LGBTQ Equality: Gender Expression Non-Discrimination
Reform Movement Position:
RJV strongly supports the Gender Expression Non-Discrimination Act, or GENDA (S7010/A3358). The Reform movement believes that all people, regardless of gender identity or sexual orientation, deserve the full and equal protection of the law.
The struggle for civil rights is the struggle to achieve equality of opportunity for all, regardless of race, religion, national origin, sex, sexual orientation, gender identity or disability. In this context, “sexual orientation” refers to an individual’s physical or emotional attraction to the same and/or a different sex. “Gender identity” refers to an individual’s internal sense of being male, female, or something else.
The Civil Rights Act of 1964 was a landmark law that outlawed segregation in schools and public places. While the legislation was originally intended to aid African-Americans in obtaining equal rights, it was later amended to include protections against discrimination on the basis of race, color, religion, sex and national origin. The Civil Rights Act was later supplemented with laws that prohibit discrimination based on age, disability and pregnancy.

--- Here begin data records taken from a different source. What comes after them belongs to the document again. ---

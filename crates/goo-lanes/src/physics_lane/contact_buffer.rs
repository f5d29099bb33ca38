// Copyright 2025 eraflo
//
// Licensed under the Apache License, Version 2.0 (the "License");
// you may not use this file except in compliance with the License.
// You may obtain a copy of the License at
//
//     http://www.apache.org/licenses/LICENSE-2.0
//
// Unless required by applicable law or agreed to in writing, software
// distributed under the License is distributed on an "AS IS" BASIS,
// WITHOUT WARRANTIES OR CONDITIONS OF ANY KIND, either express or implied.
// See the License for the specific language governing permissions and
// limitations under the License.

use std::collections::BTreeMap;

use goo_core::agent::AgentId;
use goo_core::event::{ContactEvent, EventData};
use goo_core::physics::{
    BodyHandle, ContactId, ContactListener, ContactPhase, ContactPoint, ShapeHandle,
};

use super::PhysicsWorld;

/// Ordering key of a buffered contact record.
#[derive(Debug, Clone, Copy, PartialEq, Eq, PartialOrd, Ord, Hash)]
pub struct ContactKey {
    /// First shape.
    pub shape_a: ShapeHandle,
    /// Second shape.
    pub shape_b: ShapeHandle,
    /// Point within the pair manifold.
    pub id: ContactId,
    /// Transition the point went through.
    pub phase: ContactPhase,
}

#[derive(Debug, Clone, Copy, PartialEq, Eq)]
enum ViolationKey {
    Agent(AgentId),
    Body(BodyHandle),
}

/// Collects simulator callbacks during one simulator step.
///
/// Repeated callbacks for the same point and phase overwrite each other, so
/// each survives as a single record.
#[derive(Debug, Default)]
pub struct ContactBuffer {
    records: BTreeMap<ContactKey, ContactPoint>,
    violations: Vec<BodyHandle>,
}

impl ContactBuffer {
    /// Creates an empty buffer.
    pub fn new() -> Self {
        Self::default()
    }

    /// Number of buffered contact records.
    pub fn len(&self) -> usize {
        self.records.len()
    }

    /// Returns `true` when nothing is buffered.
    pub fn is_empty(&self) -> bool {
        self.records.is_empty() && self.violations.is_empty()
    }

    /// Discards everything buffered.
    pub fn clear(&mut self) {
        self.records.clear();
        self.violations.clear();
    }

    fn record(&mut self, phase: ContactPhase, point: &ContactPoint) {
        let key = ContactKey {
            shape_a: point.shape_a,
            shape_b: point.shape_b,
            id: point.id,
            phase,
        };
        self.records.insert(key, *point);
    }

    /// Empties the buffer into event payloads, contacts first in key order,
    /// then one out-of-limits payload per distinct owner.
    pub fn drain(&mut self, world: &PhysicsWorld) -> Vec<EventData> {
        let mut events = Vec::with_capacity(self.records.len() + self.violations.len());
        for (key, point) in std::mem::take(&mut self.records) {
            events.push(EventData::Collision(ContactEvent {
                phase: key.phase,
                shape_a: point.shape_a,
                shape_b: point.shape_b,
                body_a: point.body_a,
                body_b: point.body_b,
                owner_a: world.owner_of(point.body_a),
                owner_b: world.owner_of(point.body_b),
                id: point.id,
                position: point.position,
                normal: point.normal,
                separation: point.separation,
                normal_impulse: point.normal_impulse,
                tangent_impulse: point.tangent_impulse,
            }));
        }

        let mut seen: Vec<ViolationKey> = Vec::new();
        for body in std::mem::take(&mut self.violations) {
            let agent = world.owner_of(body);
            let key = match agent {
                Some(agent) => ViolationKey::Agent(agent),
                None => ViolationKey::Body(body),
            };
            if seen.contains(&key) {
                continue;
            }
            seen.push(key);
            events.push(EventData::OutOfLimits { agent, body });
        }
        events
    }
}

impl ContactListener for ContactBuffer {
    fn add(&mut self, point: &ContactPoint) {
        self.record(ContactPhase::Added, point);
    }

    fn persist(&mut self, point: &ContactPoint) {
        self.record(ContactPhase::Persisted, point);
    }

    fn remove(&mut self, point: &ContactPoint) {
        self.record(ContactPhase::Removed, point);
    }

    fn result(&mut self, point: &ContactPoint) {
        self.record(ContactPhase::Result, point);
    }

    fn violation(&mut self, body: BodyHandle) {
        self.violations.push(body);
    }
}

#[cfg(test)]
mod tests {
    use super::*;
    use goo_core::event::EventKind;
    use goo_core::math::Vec2;
    use goo_core::physics::{BodyDef, ShapeDef};
    use goo_infra::NativeWorld;

    fn point(world: &mut PhysicsWorld) -> ContactPoint {
        let a = world
            .create_body(
                &BodyDef {
                    owner: Some(AgentId::new(1, 0)),
                    shapes: vec![ShapeDef::circle(0.5)],
                    ..Default::default()
                },
                None,
            )
            .unwrap();
        let b = world
            .create_body(
                &BodyDef {
                    shapes: vec![ShapeDef::circle(0.5)],
                    ..Default::default()
                },
                None,
            )
            .unwrap();
        ContactPoint {
            shape_a: world.simulator().body_shapes(a)[0],
            shape_b: world.simulator().body_shapes(b)[0],
            body_a: a,
            body_b: b,
            id: ContactId(0),
            position: Vec2::ZERO,
            normal: Vec2::X,
            separation: -0.01,
            normal_impulse: 0.0,
            tangent_impulse: 0.0,
        }
    }

    #[test]
    fn test_repeated_persist_collapses_into_one_record() {
        let mut world = PhysicsWorld::new(Box::new(NativeWorld::new(Vec2::ZERO)));
        let p = point(&mut world);
        let mut buffer = ContactBuffer::new();
        for _ in 0..5 {
            buffer.persist(&p);
        }
        buffer.add(&p);

        let events = buffer.drain(&world);
        assert_eq!(events.len(), 2);
        assert_eq!(events[0].kind(), EventKind::NewCollision);
        assert_eq!(events[1].kind(), EventKind::PersistentCollision);
        assert!(buffer.is_empty());
    }

    #[test]
    fn test_drain_resolves_owners() {
        let mut world = PhysicsWorld::new(Box::new(NativeWorld::new(Vec2::ZERO)));
        let p = point(&mut world);
        let mut buffer = ContactBuffer::new();
        buffer.result(&p);

        let events = buffer.drain(&world);
        let EventData::Collision(contact) = &events[0] else {
            panic!("expected a collision payload");
        };
        assert_eq!(contact.owner_a, Some(AgentId::new(1, 0)));
        assert_eq!(contact.owner_b, None);
        assert_eq!(contact.phase, ContactPhase::Result);
    }

    #[test]
    fn test_violations_dedup_by_owner_then_body() {
        let mut world = PhysicsWorld::new(Box::new(NativeWorld::new(Vec2::ZERO)));
        let p = point(&mut world);
        let mut buffer = ContactBuffer::new();
        buffer.violation(p.body_a);
        buffer.violation(p.body_b);
        buffer.violation(p.body_b);
        buffer.violation(p.body_a);

        let events = buffer.drain(&world);
        assert_eq!(
            events,
            vec![
                EventData::OutOfLimits {
                    agent: Some(AgentId::new(1, 0)),
                    body: p.body_a,
                },
                EventData::OutOfLimits {
                    agent: None,
                    body: p.body_b,
                },
            ]
        );
    }
}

It has been over 50 years since the signing of the Civil Rights Act of 1964, and while the United States has done much to erase legal discrimination, the fight towards equality for all people endures.
Although provisions have been added to civil rights laws to protect more people, there is no federal law that explicitly and consistently protects against discrimination on the basis of sexual orientation and gender identity in employment, public accommodations (i.e. restaurants, movie theaters, hotels, etc.), housing, credit, education, federally-funded programs and jury service. This makes state laws protecting the rights of LGBTQ individuals of critical importance.
Transgender and gender non-conforming individuals face significant discrimination and harassment. In the nation-wide 2015 U.S. Transgender Survey, one in ten (10%) respondents who were out to their immediate family reported that a family member was violent towards them because they were transgender. More than three-quarters (77%) of those who were out or perceived as transgender at some point between Kindergarten and Grade 12 (K–12) experienced some form of mistreatment, such as being verbally harassed, prohibited from dressing according to their gender identity, disciplined more harshly, or physically or sexually assaulted because people thought they were transgender, and nearly half (46%) of respondents were verbally harassed in the past year because of their identity
Today, legal protections for LGTBQ people in New York rely on a patchwork of statute, regulations and case law. While together these mechanisms create fairly robust protections for LGBTQ individuals, a court decision which breaks from precedent or an executive action could dramatically reduce these protections. The patchwork nature of protections also means that there is often confusion and uncertainty about which exact provisions or cases protect transgender or gender expansive people when they do encounter discrimination.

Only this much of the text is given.